§ **Problem**
Below are the records; tally the lines that include "CurrentAdmin" and report only the total.

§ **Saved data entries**

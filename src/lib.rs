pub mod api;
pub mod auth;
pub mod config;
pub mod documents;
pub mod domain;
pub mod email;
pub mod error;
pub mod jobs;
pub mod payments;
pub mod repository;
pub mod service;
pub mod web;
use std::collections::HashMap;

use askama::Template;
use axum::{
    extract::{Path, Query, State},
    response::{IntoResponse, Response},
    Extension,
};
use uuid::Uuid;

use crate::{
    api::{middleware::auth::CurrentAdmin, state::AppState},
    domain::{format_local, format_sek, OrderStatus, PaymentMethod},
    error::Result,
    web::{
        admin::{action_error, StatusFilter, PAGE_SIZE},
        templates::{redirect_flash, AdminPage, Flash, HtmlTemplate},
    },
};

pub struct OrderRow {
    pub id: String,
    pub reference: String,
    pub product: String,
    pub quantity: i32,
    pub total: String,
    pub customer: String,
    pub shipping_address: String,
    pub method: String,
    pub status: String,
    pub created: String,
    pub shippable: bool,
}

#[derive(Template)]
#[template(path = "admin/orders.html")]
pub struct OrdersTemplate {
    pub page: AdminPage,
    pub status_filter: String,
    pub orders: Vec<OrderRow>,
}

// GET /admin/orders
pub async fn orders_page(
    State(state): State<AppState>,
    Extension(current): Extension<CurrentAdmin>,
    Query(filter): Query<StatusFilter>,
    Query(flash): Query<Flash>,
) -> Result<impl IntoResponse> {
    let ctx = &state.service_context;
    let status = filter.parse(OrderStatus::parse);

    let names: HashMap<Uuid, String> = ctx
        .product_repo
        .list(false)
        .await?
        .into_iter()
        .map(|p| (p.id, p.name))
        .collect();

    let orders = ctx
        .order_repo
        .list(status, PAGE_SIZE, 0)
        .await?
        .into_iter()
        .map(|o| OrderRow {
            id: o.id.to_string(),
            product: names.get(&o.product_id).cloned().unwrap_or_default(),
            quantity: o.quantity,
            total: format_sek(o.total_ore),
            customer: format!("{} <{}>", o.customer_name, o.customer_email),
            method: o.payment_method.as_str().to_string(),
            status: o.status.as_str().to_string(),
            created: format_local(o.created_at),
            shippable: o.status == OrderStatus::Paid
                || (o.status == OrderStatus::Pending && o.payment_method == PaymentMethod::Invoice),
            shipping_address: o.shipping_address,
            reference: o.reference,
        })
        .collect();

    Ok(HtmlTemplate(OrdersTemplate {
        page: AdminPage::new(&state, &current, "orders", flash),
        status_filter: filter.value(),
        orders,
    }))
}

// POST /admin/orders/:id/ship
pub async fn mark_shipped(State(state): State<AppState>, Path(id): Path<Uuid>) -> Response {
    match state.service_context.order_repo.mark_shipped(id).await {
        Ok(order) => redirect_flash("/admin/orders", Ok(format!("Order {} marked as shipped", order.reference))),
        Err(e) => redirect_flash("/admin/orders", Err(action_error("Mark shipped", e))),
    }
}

--

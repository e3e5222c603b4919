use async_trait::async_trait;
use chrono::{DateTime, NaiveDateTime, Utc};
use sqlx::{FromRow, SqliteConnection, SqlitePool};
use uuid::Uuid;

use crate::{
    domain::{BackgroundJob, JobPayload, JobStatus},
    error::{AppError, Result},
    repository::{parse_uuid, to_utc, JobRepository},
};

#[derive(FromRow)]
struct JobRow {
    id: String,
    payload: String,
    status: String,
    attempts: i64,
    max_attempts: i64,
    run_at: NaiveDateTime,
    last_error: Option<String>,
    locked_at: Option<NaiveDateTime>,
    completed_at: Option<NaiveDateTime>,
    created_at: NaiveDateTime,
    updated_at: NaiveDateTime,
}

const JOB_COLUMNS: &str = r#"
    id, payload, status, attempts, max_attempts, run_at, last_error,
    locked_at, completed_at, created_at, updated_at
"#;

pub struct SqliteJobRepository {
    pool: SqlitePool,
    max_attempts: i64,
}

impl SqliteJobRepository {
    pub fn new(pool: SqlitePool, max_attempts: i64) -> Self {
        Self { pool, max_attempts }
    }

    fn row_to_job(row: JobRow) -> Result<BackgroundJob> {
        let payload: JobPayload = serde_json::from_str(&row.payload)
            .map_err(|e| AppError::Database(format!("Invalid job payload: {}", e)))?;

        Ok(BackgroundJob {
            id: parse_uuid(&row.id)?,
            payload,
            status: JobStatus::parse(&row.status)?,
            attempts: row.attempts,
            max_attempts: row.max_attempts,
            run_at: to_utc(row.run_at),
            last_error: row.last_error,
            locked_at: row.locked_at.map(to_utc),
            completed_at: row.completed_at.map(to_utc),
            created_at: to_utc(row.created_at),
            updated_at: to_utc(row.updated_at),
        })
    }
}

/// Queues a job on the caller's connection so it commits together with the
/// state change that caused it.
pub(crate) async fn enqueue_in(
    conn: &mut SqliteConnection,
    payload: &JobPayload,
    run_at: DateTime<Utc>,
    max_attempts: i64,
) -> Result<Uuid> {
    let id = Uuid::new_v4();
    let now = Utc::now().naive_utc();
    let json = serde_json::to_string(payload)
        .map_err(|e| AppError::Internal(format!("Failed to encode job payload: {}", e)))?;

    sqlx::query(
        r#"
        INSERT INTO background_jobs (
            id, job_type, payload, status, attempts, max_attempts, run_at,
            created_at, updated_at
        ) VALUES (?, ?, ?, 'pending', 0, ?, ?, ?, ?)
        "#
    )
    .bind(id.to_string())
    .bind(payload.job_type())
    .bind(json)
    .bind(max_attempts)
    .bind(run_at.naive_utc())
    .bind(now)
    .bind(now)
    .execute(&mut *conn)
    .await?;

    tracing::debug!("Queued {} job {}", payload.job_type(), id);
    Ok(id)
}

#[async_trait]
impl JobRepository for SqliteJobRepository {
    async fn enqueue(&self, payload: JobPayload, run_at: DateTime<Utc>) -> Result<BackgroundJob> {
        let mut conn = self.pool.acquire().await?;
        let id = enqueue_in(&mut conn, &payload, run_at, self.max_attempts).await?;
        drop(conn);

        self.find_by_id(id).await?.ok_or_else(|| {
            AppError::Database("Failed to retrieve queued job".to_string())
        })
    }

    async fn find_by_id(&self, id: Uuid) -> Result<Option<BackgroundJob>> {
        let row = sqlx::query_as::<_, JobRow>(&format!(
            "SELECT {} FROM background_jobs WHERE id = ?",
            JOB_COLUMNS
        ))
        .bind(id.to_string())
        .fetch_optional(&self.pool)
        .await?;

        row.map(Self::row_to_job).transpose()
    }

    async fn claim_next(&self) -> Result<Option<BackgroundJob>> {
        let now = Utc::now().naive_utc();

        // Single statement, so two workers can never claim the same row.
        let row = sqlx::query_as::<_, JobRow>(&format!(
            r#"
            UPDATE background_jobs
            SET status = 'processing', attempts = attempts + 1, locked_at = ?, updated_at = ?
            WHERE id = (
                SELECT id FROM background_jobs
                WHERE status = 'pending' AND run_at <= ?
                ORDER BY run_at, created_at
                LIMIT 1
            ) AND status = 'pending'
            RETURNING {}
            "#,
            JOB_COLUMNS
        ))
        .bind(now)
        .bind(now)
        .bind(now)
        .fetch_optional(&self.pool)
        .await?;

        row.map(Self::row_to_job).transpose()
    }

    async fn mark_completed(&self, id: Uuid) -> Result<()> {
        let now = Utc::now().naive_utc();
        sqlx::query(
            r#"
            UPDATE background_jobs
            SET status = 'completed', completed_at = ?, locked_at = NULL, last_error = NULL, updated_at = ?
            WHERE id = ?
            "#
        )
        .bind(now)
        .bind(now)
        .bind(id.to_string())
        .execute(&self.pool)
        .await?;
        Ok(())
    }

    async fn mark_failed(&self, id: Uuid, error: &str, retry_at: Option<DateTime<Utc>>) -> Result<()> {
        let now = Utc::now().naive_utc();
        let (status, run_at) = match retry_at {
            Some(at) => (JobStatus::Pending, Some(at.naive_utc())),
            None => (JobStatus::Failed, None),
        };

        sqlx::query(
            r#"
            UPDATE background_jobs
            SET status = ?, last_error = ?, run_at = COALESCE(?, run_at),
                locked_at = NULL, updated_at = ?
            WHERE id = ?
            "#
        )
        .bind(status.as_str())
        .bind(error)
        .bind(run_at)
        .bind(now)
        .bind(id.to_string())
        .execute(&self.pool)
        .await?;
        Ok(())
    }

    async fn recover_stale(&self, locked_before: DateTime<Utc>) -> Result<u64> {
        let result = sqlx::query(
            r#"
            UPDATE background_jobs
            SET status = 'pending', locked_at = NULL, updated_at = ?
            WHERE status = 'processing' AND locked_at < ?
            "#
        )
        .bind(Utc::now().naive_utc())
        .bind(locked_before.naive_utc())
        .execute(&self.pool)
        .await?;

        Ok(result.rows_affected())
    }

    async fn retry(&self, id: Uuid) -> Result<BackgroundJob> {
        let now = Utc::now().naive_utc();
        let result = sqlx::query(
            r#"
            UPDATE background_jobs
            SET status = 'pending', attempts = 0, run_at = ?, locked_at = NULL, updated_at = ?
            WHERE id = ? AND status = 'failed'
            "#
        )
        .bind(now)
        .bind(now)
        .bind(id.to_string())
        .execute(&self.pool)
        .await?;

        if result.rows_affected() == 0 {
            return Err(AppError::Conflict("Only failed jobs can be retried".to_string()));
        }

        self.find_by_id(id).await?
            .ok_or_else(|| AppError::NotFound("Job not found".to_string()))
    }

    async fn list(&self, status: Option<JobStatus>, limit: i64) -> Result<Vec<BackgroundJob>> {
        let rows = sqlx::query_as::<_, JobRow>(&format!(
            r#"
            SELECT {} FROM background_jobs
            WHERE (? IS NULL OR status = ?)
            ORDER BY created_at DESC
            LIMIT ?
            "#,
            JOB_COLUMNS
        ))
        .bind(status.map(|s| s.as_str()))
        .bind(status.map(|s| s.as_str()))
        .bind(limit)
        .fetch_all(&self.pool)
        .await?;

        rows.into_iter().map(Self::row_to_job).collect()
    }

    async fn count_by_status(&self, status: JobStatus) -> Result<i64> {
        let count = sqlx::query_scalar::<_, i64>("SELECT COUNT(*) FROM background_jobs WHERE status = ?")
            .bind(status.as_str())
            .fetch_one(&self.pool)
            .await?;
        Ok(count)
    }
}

§ **Task response**
2